Find how many lines in the data below include the word "EmbeddingVector", then write only that number.
RECORDED DATA START
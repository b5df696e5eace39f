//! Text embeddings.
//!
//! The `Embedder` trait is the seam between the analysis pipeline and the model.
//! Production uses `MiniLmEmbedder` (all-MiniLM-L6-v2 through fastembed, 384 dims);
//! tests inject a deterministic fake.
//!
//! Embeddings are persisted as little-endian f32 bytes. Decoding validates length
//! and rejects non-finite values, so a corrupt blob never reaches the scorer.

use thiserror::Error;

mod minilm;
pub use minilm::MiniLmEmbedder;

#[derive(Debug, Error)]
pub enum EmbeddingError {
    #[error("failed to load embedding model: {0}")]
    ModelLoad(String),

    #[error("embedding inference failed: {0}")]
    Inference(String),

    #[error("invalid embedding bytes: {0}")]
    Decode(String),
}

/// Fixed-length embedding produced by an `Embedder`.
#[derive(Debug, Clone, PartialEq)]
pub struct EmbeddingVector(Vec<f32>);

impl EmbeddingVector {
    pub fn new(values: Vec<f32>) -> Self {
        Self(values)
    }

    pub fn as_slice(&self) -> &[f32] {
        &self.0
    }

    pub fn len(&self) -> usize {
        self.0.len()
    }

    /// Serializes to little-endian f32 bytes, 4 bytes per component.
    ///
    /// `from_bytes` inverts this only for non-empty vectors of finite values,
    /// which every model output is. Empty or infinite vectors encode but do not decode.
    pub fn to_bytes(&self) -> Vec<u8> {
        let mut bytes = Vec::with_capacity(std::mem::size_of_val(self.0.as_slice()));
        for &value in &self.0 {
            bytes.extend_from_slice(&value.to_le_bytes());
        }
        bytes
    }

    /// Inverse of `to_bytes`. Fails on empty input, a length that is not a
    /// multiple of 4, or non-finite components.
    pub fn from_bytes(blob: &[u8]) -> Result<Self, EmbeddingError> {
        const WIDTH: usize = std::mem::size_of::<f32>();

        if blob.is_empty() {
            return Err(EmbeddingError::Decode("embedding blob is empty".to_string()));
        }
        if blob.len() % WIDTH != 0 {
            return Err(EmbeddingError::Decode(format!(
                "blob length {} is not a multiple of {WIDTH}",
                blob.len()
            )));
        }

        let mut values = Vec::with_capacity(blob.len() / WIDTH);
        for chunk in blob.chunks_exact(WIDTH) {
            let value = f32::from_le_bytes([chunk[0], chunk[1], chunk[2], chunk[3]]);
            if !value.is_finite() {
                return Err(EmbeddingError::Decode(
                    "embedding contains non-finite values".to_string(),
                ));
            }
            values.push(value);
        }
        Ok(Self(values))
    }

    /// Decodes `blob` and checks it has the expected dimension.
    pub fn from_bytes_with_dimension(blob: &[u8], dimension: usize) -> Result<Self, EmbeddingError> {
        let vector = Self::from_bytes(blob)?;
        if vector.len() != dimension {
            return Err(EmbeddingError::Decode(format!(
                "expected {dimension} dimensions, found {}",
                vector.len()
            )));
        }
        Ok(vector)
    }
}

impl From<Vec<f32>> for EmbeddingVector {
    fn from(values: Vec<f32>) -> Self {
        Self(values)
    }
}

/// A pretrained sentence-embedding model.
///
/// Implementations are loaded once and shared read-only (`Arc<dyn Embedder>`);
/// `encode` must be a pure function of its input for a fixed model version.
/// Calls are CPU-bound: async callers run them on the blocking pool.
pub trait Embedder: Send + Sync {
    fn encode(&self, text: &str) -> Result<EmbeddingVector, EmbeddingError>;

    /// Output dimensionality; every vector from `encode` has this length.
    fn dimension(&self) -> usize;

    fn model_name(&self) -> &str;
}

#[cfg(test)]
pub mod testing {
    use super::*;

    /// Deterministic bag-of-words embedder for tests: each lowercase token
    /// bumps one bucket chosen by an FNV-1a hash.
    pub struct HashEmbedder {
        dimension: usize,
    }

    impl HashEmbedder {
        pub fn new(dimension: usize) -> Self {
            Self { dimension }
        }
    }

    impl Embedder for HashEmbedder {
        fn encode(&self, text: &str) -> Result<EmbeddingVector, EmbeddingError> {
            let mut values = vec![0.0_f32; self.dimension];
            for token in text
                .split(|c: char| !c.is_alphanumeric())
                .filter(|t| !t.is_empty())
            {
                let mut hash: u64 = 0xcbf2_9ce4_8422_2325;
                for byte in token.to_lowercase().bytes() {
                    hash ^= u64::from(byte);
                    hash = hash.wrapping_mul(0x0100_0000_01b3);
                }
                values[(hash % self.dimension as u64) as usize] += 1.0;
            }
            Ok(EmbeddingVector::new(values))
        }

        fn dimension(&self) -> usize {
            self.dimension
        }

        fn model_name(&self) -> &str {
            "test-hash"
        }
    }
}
RECORDED DATA END
RECORDED DATA START
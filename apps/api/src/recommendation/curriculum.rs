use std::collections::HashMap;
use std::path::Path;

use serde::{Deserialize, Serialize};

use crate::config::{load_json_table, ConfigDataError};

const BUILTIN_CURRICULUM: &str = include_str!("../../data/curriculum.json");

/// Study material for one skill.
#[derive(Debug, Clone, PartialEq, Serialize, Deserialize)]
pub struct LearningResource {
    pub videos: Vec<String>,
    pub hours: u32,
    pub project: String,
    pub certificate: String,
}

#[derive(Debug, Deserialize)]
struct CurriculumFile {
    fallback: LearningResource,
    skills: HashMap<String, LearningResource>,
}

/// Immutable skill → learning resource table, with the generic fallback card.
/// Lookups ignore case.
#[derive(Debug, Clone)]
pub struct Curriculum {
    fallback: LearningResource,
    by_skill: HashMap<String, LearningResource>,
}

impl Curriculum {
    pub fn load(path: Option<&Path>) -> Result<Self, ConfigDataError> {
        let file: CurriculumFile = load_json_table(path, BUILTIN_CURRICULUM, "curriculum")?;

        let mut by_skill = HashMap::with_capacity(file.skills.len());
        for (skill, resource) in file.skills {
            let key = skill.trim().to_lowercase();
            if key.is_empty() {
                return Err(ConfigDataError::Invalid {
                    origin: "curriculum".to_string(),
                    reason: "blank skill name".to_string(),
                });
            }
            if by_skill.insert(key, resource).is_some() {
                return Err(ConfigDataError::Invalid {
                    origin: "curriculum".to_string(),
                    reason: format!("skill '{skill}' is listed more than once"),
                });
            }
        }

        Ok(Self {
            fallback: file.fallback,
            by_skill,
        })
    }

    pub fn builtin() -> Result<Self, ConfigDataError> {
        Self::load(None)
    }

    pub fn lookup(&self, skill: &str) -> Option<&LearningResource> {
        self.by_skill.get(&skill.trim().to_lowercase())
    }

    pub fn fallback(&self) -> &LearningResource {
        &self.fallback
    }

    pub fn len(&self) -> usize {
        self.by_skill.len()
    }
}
RECORDED DATA END
> _YOUR RESPONSE_
6